In October 1989, the Court of Appeal quashed the sentences of the Guildford
Four amid doubts raised about the police evidence against them.
An investigation into the case by Avon and Somerset Police found serious
flaws in the way Surrey Police handled the case - considered to be the biggest
miscarriage of justice in Britain.
Emerging from the Appeal Court a free man, Gerry Conlon declared: "I have
been in prison for something I did not do. I am totally innocent.
"The Maguire Seven are innocent. Let's hope the Birmingham Six are freed."

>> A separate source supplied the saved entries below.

#[path = "common/mod.rs"]
mod common;

use std::sync::Arc;

use async_trait::async_trait;
use tokio::time::Duration;

use common::{eventually, recv_within};
use overlay_dht::protocol::MessageType;
use overlay_dht::{
    derive_peer_id, ConnectionManager, ConnectionManagerConfig, ConnectionType, DhtError, Message,
    PeerDescriptor, Result, Transport,
};

struct NoSignaling;

#[async_trait]
impl Transport for NoSignaling {
    async fn send(&self, _message: Message, target: &PeerDescriptor) -> Result<()> {
        Err(DhtError::CouldNotRoute(format!("no signaling path to {target}")))
    }
}

async fn started(
    name: &str,
    port: Option<u16>,
    entry_point: Option<&PeerDescriptor>,
) -> (Arc<ConnectionManager>, PeerDescriptor) {
    let config = ConnectionManagerConfig {
        websocket_port: port,
        connect_timeout: Duration::from_secs(5),
        entry_points: entry_point.cloned().into_iter().collect(),
        ..ConnectionManagerConfig::default()
    };
    let manager = ConnectionManager::new(config).expect("manager");
    let connectivity = manager.start().await.expect("start");
    let mut local = PeerDescriptor::new(derive_peer_id(name));
    if connectivity.open_internet {
        local.websocket = connectivity.websocket;
    }
    manager
        .enable_connectivity(local.clone(), Arc::new(NoSignaling), Duration::from_secs(2))
        .await;
    (manager, local)
}

fn message(app_id: &str, body: &[u8]) -> Message {
    Message::new(app_id, MessageType::Rpc, body.to_vec())
}

#[tokio::test]
async fn messages_flow_both_ways_over_one_websocket() {
    let (server, server_descriptor) = started("server", Some(0), None).await;
    let (client, client_descriptor) = started("client", None, None).await;
    assert!(server_descriptor.websocket.is_some(), "server advertises its address");
    assert!(client_descriptor.websocket.is_none());

    let mut server_inbox = server.subscribe("test").await;
    let mut client_inbox = client.subscribe("test").await;

    client
        .send(message("test", b"first"), &server_descriptor)
        .await
        .expect("client dials the server");
    client
        .send(message("test", b"second"), &server_descriptor)
        .await
        .expect("second send reuses the connection");

    let first = recv_within(&mut server_inbox, Duration::from_secs(5)).await;
    let second = recv_within(&mut server_inbox, Duration::from_secs(5)).await;
    assert_eq!(first.sender.peer_id, client_descriptor.peer_id);
    assert_eq!(first.message.body, b"first".to_vec());
    assert_eq!(second.message.body, b"second".to_vec(), "order is preserved");

    assert_eq!(
        client.connection_type(&server_descriptor.peer_id).await,
        Some(ConnectionType::WebSocketClient)
    );
    assert_eq!(
        server.connection_type(&client_descriptor.peer_id).await,
        Some(ConnectionType::WebSocketServer)
    );

    server
        .send(message("test", b"reply"), &client_descriptor)
        .await
        .expect("server answers over the inbound link");
    let reply = recv_within(&mut client_inbox, Duration::from_secs(5)).await;
    assert_eq!(reply.sender.peer_id, server_descriptor.peer_id);
    assert_eq!(reply.message.body, b"reply".to_vec());
    assert_eq!(client.connected_peers().await, vec![server_descriptor.clone()]);

    client.stop().await.expect("stop client");
    server.stop().await.expect("stop server");
}

#[tokio::test]
async fn scheduled_disconnect_closes_unless_a_send_cancels_it() {
    let (server, server_descriptor) = started("server", Some(0), None).await;
    let (client, client_descriptor) = started("client", None, None).await;
    let server_id = server_descriptor.peer_id;
    let client_id = client_descriptor.peer_id;

    client
        .send(message("test", b"hello"), &server_descriptor)
        .await
        .expect("connect");
    assert!(
        eventually(Duration::from_secs(5), || {
            let server = server.clone();
            async move { server.has_open_connection(&client_id).await }
        })
        .await,
        "server sees the client"
    );

    client
        .disconnect(&server_id, "test over", Some(Duration::from_millis(50)))
        .await;
    assert!(
        eventually(Duration::from_secs(5), || {
            let client = client.clone();
            async move { !client.has_connection(&server_id).await }
        })
        .await,
        "client closes after the grace period"
    );
    assert!(
        eventually(Duration::from_secs(5), || {
            let server = server.clone();
            async move { !server.has_connection(&client_id).await }
        })
        .await,
        "server notices the close"
    );

    client
        .send(message("test", b"again"), &server_descriptor)
        .await
        .expect("reconnect");
    client
        .disconnect(&server_id, "changed my mind", Some(Duration::from_millis(200)))
        .await;
    client
        .send(message("test", b"still here"), &server_descriptor)
        .await
        .expect("send cancels the pending disconnect");
    tokio::time::sleep(Duration::from_millis(400)).await;
    assert!(client.has_open_connection(&server_id).await, "cancelled disconnect keeps the link");

    client.stop().await.expect("stop client");
    server.stop().await.expect("stop server");
}

#[tokio::test]
async fn connectivity_probe_reports_reachable_peer() {
    let (entry, entry_descriptor) = started("entrypoint", Some(0), None).await;
    let config = ConnectionManagerConfig {
        websocket_port: Some(0),
        entry_points: vec![entry_descriptor.clone()],
        ..ConnectionManagerConfig::default()
    };
    let peer = ConnectionManager::new(config).expect("manager");
    let connectivity = peer.start().await.expect("start");

    assert!(connectivity.open_internet, "entry point could dial back");
    assert_eq!(connectivity.ip, "127.0.0.1");
    let advertised = connectivity.websocket.expect("advertised address");
    assert_ne!(advertised.port, 0);

    peer.stop().await.expect("stop peer");
    entry.stop().await.expect("stop entry");
}

#[tokio::test]
async fn probe_against_dead_entry_point_reports_unreachable() {
    let listener = std::net::TcpListener::bind("127.0.0.1:0").expect("bind");
    let port = listener.local_addr().expect("addr").port();
    drop(listener);
    let dead = PeerDescriptor::new(derive_peer_id("dead"))
        .with_websocket(overlay_dht::ConnectivityMethod::new("127.0.0.1", port));

    let config = ConnectionManagerConfig {
        websocket_port: Some(0),
        entry_points: vec![dead],
        connect_timeout: Duration::from_secs(2),
        ..ConnectionManagerConfig::default()
    };
    let peer = ConnectionManager::new(config).expect("manager");
    let connectivity = peer.start().await.expect("start still succeeds");
    assert!(!connectivity.open_internet);
    assert!(connectivity.websocket.is_none());
    peer.stop().await.expect("stop");
}

#[tokio::test]
async fn dialing_a_closed_port_fails_the_send_only() {
    let listener = std::net::TcpListener::bind("127.0.0.1:0").expect("bind");
    let port = listener.local_addr().expect("addr").port();
    drop(listener);
    let (client, _) = started("client", None, None).await;
    let gone = PeerDescriptor::new(derive_peer_id("gone"))
        .with_websocket(overlay_dht::ConnectivityMethod::new("127.0.0.1", port));

    let result = client.send(message("test", b"lost"), &gone).await;
    assert!(result.is_err(), "establishment failure rejects the send");
    assert!(!client.has_connection(&gone.peer_id).await, "failed handle is discarded");

    client.stop().await.expect("manager keeps working and stops cleanly");
}

#[tokio::test]
async fn sends_sharing_a_failed_dial_all_fail() {
    let listener = std::net::TcpListener::bind("127.0.0.1:0").expect("bind");
    let port = listener.local_addr().expect("addr").port();
    drop(listener);
    let (client, _) = started("client", None, None).await;
    let gone = PeerDescriptor::new(derive_peer_id("gone"))
        .with_websocket(overlay_dht::ConnectivityMethod::new("127.0.0.1", port));

    let (first, second) = tokio::join!(
        client.send(message("test", b"one"), &gone),
        client.send(message("test", b"two"), &gone),
    );
    assert!(first.is_err(), "the dialing send fails");
    assert!(second.is_err(), "the buffered send fails with it");
    assert!(!client.has_connection(&gone.peer_id).await);

    client.stop().await.expect("stop");
}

It was to be another 20 months - in June 1991 - before Giuseppe Conlon had
his sentence posthumously overturned by the Court of Appeal, which also
overturned the sentences of the Maguires.
The Birmingham Six also had their convictions overturned on appeal in
1991.
In July 2000, Prime Minister Tony Blair became the first senior
politician to apologise to the Guildford Four.
In a letter sent to Paul Hill's wife - one of the American Kennedy clan -
he wrote: "There were miscarriages of justice in your husband's case, and the
cases of those convicted with him. I am very sorry indeed that this should have
happened."
The story of the Guildford Four was given international prominence by the
Oscar-nominated film In the Name of the Father, starring Daniel Day-Lewis as
Gerry Conlon and Pete Postlethwaite as his father Guiseppe.